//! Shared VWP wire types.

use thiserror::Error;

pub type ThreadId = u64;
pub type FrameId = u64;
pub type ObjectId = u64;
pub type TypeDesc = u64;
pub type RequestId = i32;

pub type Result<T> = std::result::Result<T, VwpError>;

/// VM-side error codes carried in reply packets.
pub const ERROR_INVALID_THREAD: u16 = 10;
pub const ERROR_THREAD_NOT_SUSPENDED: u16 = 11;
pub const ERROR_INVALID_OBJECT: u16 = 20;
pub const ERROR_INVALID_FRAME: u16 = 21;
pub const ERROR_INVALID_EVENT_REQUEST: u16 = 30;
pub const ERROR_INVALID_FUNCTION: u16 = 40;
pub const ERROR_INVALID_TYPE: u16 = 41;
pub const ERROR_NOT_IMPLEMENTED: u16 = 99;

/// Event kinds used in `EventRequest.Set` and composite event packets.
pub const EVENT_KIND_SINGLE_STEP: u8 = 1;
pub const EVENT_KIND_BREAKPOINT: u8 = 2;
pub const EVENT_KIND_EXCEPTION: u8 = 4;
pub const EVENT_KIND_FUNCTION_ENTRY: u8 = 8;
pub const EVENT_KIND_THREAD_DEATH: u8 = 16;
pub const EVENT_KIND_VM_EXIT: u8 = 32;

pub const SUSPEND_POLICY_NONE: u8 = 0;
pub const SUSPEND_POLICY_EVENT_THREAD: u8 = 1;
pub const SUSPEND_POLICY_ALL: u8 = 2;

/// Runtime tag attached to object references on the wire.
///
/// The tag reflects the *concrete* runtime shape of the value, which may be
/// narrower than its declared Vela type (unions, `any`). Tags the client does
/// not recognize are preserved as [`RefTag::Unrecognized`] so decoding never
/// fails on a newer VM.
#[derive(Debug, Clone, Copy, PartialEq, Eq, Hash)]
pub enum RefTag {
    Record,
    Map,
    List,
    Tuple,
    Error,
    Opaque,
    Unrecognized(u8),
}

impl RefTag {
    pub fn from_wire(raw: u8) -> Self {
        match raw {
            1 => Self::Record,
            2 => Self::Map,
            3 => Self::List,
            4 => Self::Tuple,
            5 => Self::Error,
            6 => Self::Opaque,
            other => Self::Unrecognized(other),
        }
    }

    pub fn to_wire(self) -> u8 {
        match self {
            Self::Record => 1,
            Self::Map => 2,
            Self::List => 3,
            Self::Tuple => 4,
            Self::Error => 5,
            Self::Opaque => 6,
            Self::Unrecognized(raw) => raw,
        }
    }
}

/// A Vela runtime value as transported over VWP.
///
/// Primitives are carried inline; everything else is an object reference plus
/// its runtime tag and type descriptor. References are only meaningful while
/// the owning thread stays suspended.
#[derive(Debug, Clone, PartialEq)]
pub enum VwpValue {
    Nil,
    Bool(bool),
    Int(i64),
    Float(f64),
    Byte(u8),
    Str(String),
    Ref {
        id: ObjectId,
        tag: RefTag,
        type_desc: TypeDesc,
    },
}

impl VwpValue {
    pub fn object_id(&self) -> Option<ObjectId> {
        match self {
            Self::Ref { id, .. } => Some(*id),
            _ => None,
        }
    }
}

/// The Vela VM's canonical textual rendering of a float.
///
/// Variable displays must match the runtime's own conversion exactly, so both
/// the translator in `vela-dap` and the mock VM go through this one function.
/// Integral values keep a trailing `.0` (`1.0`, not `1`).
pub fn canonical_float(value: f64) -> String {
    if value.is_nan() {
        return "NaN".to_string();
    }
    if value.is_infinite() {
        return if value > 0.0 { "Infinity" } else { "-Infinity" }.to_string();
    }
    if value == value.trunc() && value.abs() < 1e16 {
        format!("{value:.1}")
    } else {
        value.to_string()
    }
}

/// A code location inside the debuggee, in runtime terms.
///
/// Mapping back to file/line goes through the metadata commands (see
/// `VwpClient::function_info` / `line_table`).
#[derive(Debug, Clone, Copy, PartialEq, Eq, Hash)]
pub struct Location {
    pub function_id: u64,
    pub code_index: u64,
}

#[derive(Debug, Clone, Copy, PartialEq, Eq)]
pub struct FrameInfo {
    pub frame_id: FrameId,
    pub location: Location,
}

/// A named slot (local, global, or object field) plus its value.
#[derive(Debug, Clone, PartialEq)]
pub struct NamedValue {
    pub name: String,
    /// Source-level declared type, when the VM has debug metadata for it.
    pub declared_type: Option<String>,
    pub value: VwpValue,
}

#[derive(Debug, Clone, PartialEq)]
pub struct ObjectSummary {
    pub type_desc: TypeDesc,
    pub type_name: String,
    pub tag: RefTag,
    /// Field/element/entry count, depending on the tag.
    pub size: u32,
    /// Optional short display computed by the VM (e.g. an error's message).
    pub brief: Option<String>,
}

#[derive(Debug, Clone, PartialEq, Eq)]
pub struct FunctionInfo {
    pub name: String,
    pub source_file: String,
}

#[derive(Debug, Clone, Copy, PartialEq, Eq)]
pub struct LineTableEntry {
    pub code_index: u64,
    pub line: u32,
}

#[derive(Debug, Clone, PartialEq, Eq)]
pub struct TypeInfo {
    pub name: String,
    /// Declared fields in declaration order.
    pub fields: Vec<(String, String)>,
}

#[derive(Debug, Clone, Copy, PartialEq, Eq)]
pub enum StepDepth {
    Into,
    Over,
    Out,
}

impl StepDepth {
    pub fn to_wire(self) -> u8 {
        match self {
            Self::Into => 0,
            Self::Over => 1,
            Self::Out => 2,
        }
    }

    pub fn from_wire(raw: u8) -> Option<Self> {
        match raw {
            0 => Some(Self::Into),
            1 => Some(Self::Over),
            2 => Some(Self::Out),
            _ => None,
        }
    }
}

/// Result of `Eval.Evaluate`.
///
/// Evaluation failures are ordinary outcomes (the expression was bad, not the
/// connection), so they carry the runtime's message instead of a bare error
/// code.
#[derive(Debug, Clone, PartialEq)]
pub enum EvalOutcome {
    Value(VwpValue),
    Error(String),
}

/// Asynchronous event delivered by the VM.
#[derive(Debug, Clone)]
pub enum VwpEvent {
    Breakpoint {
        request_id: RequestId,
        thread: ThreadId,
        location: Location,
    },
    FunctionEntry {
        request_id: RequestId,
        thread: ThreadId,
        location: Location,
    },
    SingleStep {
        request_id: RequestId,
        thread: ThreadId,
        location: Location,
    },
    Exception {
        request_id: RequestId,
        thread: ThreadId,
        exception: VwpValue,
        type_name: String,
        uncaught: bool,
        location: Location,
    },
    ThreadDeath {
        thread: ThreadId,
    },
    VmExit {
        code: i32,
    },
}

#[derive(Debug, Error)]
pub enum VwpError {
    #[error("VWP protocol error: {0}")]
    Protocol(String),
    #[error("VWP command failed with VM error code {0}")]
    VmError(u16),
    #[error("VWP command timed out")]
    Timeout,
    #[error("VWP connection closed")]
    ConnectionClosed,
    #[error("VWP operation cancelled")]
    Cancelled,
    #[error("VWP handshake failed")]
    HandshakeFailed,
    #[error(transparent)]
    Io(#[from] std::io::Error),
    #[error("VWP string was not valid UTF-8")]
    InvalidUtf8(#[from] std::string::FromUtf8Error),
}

☆ ☆ ☆ ☆ ☆

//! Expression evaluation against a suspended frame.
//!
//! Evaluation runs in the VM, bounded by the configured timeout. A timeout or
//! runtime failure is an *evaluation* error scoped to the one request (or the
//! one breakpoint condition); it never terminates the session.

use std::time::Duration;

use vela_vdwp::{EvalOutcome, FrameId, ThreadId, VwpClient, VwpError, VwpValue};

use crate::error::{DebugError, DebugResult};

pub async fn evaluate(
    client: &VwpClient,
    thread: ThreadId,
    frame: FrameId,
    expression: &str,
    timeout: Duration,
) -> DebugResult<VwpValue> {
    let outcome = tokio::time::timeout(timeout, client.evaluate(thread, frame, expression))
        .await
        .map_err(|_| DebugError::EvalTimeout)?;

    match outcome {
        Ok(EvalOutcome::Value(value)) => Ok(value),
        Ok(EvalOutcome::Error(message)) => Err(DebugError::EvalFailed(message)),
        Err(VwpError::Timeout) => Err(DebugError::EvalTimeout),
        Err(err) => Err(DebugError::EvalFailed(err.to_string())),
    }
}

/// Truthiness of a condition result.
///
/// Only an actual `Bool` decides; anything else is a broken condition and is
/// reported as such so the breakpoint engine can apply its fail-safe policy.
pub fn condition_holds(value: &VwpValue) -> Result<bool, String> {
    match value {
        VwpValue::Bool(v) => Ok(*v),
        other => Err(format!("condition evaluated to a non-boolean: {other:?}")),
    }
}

☆ ☆ ☆ ☆ ☆

__WHAT THIS TASK INVOLVES__.
Within the listing above, extract exactly the lines from the line with "VWP wire types." to the line with "pub const ERROR_INVALID_THREAD: u16 = 10;", the two named lines included, and no others.

__REPLY__.
//! Shared VWP wire types.

use thiserror::Error;

pub type ThreadId = u64;
pub type FrameId = u64;
pub type ObjectId = u64;
pub type TypeDesc = u64;
pub type RequestId = i32;

pub type Result<T> = std::result::Result<T, VwpError>;

/// VM-side error codes carried in reply packets.
pub const ERROR_INVALID_THREAD: u16 = 10;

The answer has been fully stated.